Determinism and Free Will: Or Is It Free Won’t?


Science suggests that the decisions we make are actually prompted by brain activity before we are conscious of making the decision.



Do we have free will? Modern science seems to suggest that we do not have free will. This is what I learned watching an episode in a series on science that was hosted by Stephen Hawking on Public Broadcast Television.

In one experiment designed to test question whether humans have free will, the subjects were told to choose to push a button and to note the time on the clock at which the decision was made. At the same time, the subject’s brain waves were being monitored for activity. Over and over again, the brain waves registered activity before the subject was conscious of the decision being made to take the action.

The experiment demonstrated the following sequence: (1) a brain signal occurs about 550 milliseconds prior to the person’s finger moving; (2) the person is aware of his decision to move his finger about 200 milliseconds prior to his finger moving; and (3) the person’s finger moves.

This was interpreted as evidence by Hawking that we don’t have free will. The decisions we make are actually prompted by brain activity before we are conscious of making a decision. The conclusion is that we are responding to some prior stimuli and only think that we are making independent decisions.

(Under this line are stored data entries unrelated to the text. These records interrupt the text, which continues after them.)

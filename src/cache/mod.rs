//! Cache Module
//!
//! Provides a bounded FIFO cache and a request coordinator that deduplicates
//! in-flight fetches on top of it.

mod bounded;
mod coordinator;
mod stats;


// Re-export public types
pub use bounded::BoundedCache;
pub use coordinator::RequestCoordinator;
pub use stats::CacheStats;
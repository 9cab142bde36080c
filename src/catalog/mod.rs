//! Catalog Module
//!
//! HTTP access to the creature catalog and the cached fetchers built on it.

mod fetcher;
mod http;
mod model;

pub use fetcher::{ActionFetcher, EntityFetcher};
pub use http::CatalogHttp;
pub use model::{Action, ActionRef, Entity, SENTINEL_ACTION};
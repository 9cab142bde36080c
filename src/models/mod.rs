//! Request and Response models for the matchup API
//!
//! This module defines the DTOs (Data Transfer Objects) used for
//! serializing/deserializing HTTP request and response bodies.

pub mod requests;
pub mod responses;

// Re-export commonly used types
pub use requests::ActionQuery;
pub use responses::{CacheStatsResponse, ErrorResponse, HealthResponse, StatsResponse};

This experiment was only one experiment in a series of experiments that demonstrate such things as the cosmological constants that that we learn in physics and the apparent indeterminism that we appear to see in quantum mechanics. Each experiment, however, that to the conclusion that our world and even we are determined by natural laws in an endless stream of cause and effect.

Ancient Greeks might have called it fate. Modern science calls it determinism. We have even have a religious term for this apparent phenomenon: predestination.

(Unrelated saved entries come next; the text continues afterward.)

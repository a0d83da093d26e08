//! Wire shapes for the STK-push gateway and the tagged callback parse.
//!
//! Field names follow the gateway's PascalCase JSON exactly via serde
//! renames. Result codes arrive as either JSON numbers or strings depending
//! on the endpoint; everything here normalizes them to strings before
//! comparing against `"0"`.

use rust_decimal::Decimal;
use serde::{Deserialize, Deserializer, Serialize};
use serde_json::Value;

// ---------------------------------------------------------------------------
// Outbound request bodies
// ---------------------------------------------------------------------------

#[derive(Debug, Clone, Serialize)]
pub(crate) struct StkPushRequest {
    #[serde(rename = "BusinessShortCode")]
    pub business_short_code: String,
    #[serde(rename = "Password")]
    pub password: String,
    #[serde(rename = "Timestamp")]
    pub timestamp: String,
    #[serde(rename = "TransactionType")]
    pub transaction_type: &'static str,
    #[serde(rename = "Amount")]
    pub amount: u64,
    #[serde(rename = "PartyA")]
    pub party_a: String,
    #[serde(rename = "PartyB")]
    pub party_b: String,
    #[serde(rename = "PhoneNumber")]
    pub phone_number: String,
    #[serde(rename = "CallBackURL")]
    pub callback_url: String,
    #[serde(rename = "AccountReference")]
    pub account_reference: String,
    #[serde(rename = "TransactionDesc")]
    pub transaction_desc: String,
}

#[derive(Debug, Clone, Serialize)]
pub(crate) struct StkQueryRequest {
    #[serde(rename = "BusinessShortCode")]
    pub business_short_code: String,
    #[serde(rename = "Password")]
    pub password: String,
    #[serde(rename = "Timestamp")]
    pub timestamp: String,
    #[serde(rename = "CheckoutRequestID")]
    pub checkout_request_id: String,
}

// ---------------------------------------------------------------------------
// Inbound response bodies
// ---------------------------------------------------------------------------

#[derive(Debug, Clone, Deserialize)]
pub(crate) struct OauthResponse {
    pub access_token: String,
}

#[derive(Debug, Clone, Deserialize)]
pub(crate) struct StkPushApiResponse {
    #[serde(rename = "ResponseCode", default, deserialize_with = "code_string")]
    pub response_code: Option<String>,
    #[serde(rename = "CheckoutRequestID", default)]
    pub checkout_request_id: Option<String>,
    #[serde(rename = "MerchantRequestID", default)]
    pub merchant_request_id: Option<String>,
    #[serde(rename = "ResponseDescription", default)]
    pub response_description: Option<String>,
    /// Present on request-level rejections (bad credentials, rate limit).
    #[serde(rename = "errorMessage", default)]
    pub error_message: Option<String>,
}

#[derive(Debug, Clone, Deserialize)]
pub(crate) struct StkQueryApiResponse {
    #[serde(rename = "ResultCode", default, deserialize_with = "code_string")]
    pub result_code: Option<String>,
    #[serde(rename = "ResultDesc", default)]
    pub result_desc: Option<String>,
}

/// Accept a result/response code as either a JSON number or string.
fn code_string<'de, D>(de: D) -> Result<Option<String>, D::Error>
where
    D: Deserializer<'de>,
{
    let v = Option::<Value>::deserialize(de)?;
    Ok(match v {
        None | Some(Value::Null) => None,
        Some(Value::String(s)) => Some(s),
        Some(Value::Number(n)) => Some(n.to_string()),
        Some(other) => Some(other.to_string()),
    })
}

// ---------------------------------------------------------------------------
// StkPushHandle
// ---------------------------------------------------------------------------

/// What a successful initiation hands back to the orchestrator.
#[derive(Debug, Clone, PartialEq, Eq)]
pub struct StkPushHandle {
    /// Correlation id matched against the asynchronous callback.
    pub checkout_ref: String,
    pub merchant_ref: String,
    pub description: String,
}

// ---------------------------------------------------------------------------
// StkQueryOutcome
// ---------------------------------------------------------------------------

/// Verdict of a status query. An absent result code is not an error; the
/// push is still sitting on the customer's handset.
#[derive(Debug, Clone, PartialEq, Eq)]
pub enum StkQueryOutcome {
    Success,
    Failed { code: String, desc: String },
    StillProcessing,
}

impl StkQueryOutcome {
    pub(crate) fn from_response(resp: StkQueryApiResponse) -> Self {
        match resp.result_code.as_deref() {
            None => StkQueryOutcome::StillProcessing,
            Some("0") => StkQueryOutcome::Success,
            Some(code) => StkQueryOutcome::Failed {
                code: code.to_string(),
                desc: resp
                    .result_desc
                    .unwrap_or_else(|| "payment not completed".to_string()),
            },
        }
    }
}

// ---------------------------------------------------------------------------
// Callback parsing
// ---------------------------------------------------------------------------

/// Tagged result of parsing the gateway's asynchronous notification.
///
/// Callers must treat `Unparseable` as a no-op and still acknowledge the
/// gateway; this type exists so that contract is structural rather than a
/// convention around exceptions.
#[derive(Debug, Clone, PartialEq)]
pub enum CallbackOutcome {
    Success {
        checkout_ref: String,
        merchant_ref: Option<String>,
        receipt_ref: Option<String>,
        amount: Option<Decimal>,
        transaction_date: Option<String>,
        phone: Option<String>,
    },
    Failure {
        checkout_ref: String,
        result_code: String,
        desc: String,
    },
    Unparseable,
}

/// Extract the callback verdict from `Body.stkCallback`. Never panics; any
/// payload without the expected nesting is `Unparseable`.
pub fn parse_callback(payload: &Value) -> CallbackOutcome {
    let Some(stk) = payload.get("Body").and_then(|b| b.get("stkCallback")) else {
        return CallbackOutcome::Unparseable;
    };
    let Some(checkout_ref) = stk
        .get("CheckoutRequestID")
        .and_then(Value::as_str)
        .map(str::to_string)
    else {
        return CallbackOutcome::Unparseable;
    };
    let merchant_ref = stk
        .get("MerchantRequestID")
        .and_then(Value::as_str)
        .map(str::to_string);

    let result_code = match stk.get("ResultCode") {
        Some(Value::Number(n)) => n.to_string(),
        Some(Value::String(s)) => s.clone(),
        _ => return CallbackOutcome::Unparseable,
    };

    if result_code != "0" {
        let desc = stk
            .get("ResultDesc")
            .and_then(Value::as_str)
            .unwrap_or("payment failed")
            .to_string();
        return CallbackOutcome::Failure {
            checkout_ref,
            result_code,
            desc,
        };
    }

    // CallbackMetadata.Item is a [{Name, Value}] list; absent items simply
    // leave their field empty.
    let mut receipt_ref = None;
    let mut amount = None;
    let mut transaction_date = None;
    let mut phone = None;
    if let Some(items) = stk
        .get("CallbackMetadata")
        .and_then(|m| m.get("Item"))
        .and_then(Value::as_array)
    {
        for item in items {
            let Some(name) = item.get("Name").and_then(Value::as_str) else {
                continue;
            };
            let value = item.get("Value");
            match name {
                "MpesaReceiptNumber" => {
                    receipt_ref = value.and_then(Value::as_str).map(str::to_string);
                }
                "Amount" => {
                    amount = value.and_then(decimal_from_value);
                }
                "TransactionDate" => {
                    transaction_date = value.map(scalar_to_string);
                }
                "PhoneNumber" => {
                    phone = value.map(scalar_to_string);
                }
                _ => {}
            }
        }
    }

    CallbackOutcome::Success {
        checkout_ref,
        merchant_ref,
        receipt_ref,
        amount,
        transaction_date,
        phone,
    }
}

fn decimal_from_value(v: &Value) -> Option<Decimal> {
    match v {
        Value::Number(n) => n.to_string().parse().ok(),
        Value::String(s) => s.parse().ok(),
        _ => None,
    }
}

fn scalar_to_string(v: &Value) -> String {
    match v {
        Value::String(s) => s.clone(),
        other => other.to_string(),
    }
}

// ---------------------------------------------------------------------------
// Unit tests
// ---------------------------------------------------------------------------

I think that skepticism of what we think we know is a good thing. The Apostle Paul seems to agree when he encourages people to “test everything”. Therefore, I dug a little deeper and found that the scientist who first conceived and conducted these experiments, Benjamin Libet, actually came to the opposite conclusion.

Scientific experiments like this often seem hyper-theoretical, but they can have some practical application. As I dug deeper and sought greater understanding of what is going on in these experiments and what it means for you and I, I find some interesting applications to our struggles with sin.

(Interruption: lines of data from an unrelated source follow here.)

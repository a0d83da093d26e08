use thiserror::Error;

/// Failure modes of the push-payment gateway.
///
/// `Transport` covers connection / decode failures where the gateway gave no
/// verdict at all; the poll path treats those as transient and keeps the
/// order's last-known status. `Auth` and `Request` carry the gateway's own
/// error text where it supplied one.
#[derive(Debug, Clone, Error)]
pub enum GatewayError {
    #[error("gateway credential exchange failed: {0}")]
    Auth(String),
    #[error("gateway rejected the request: {0}")]
    Request(String),
    #[error("gateway transport failure: {0}")]
    Transport(String),
}

impl From<reqwest::Error> for GatewayError {
    fn from(err: reqwest::Error) -> Self {
        GatewayError::Transport(err.to_string())
    }
}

Benjamin Libet is described as “a pioneering scientist in the field of human consciousness”, and he “was the first recipient of the Virtual Nobel Prize in Psychology” for these experiments. (See Wikipedia) The experiment Hawking duplicated in the television series was designed to demonstrate that the unconscious electrical processes in the brain precede conscious decisions to perform what seem to be volitional, spontaneous acts. The apparent implication is that unconscious neuronal processes precede and maybe even cause actions we perceive to be the product of our choices, but we only retrospectively perceive them to be consciously motivated.

Wikipedia seems to describe Libet how materialists would describe themselves (presumably) – a non-dualist. But, Libet does not fit neatly into that box. He found something else at work in his experiments, something he coined the “free won’t”. “Libet’s own conclusion is that we do have conscious volition, but that volition is exercised in the form of  “the power of veto”. It isn’t operative in the initiative to take action.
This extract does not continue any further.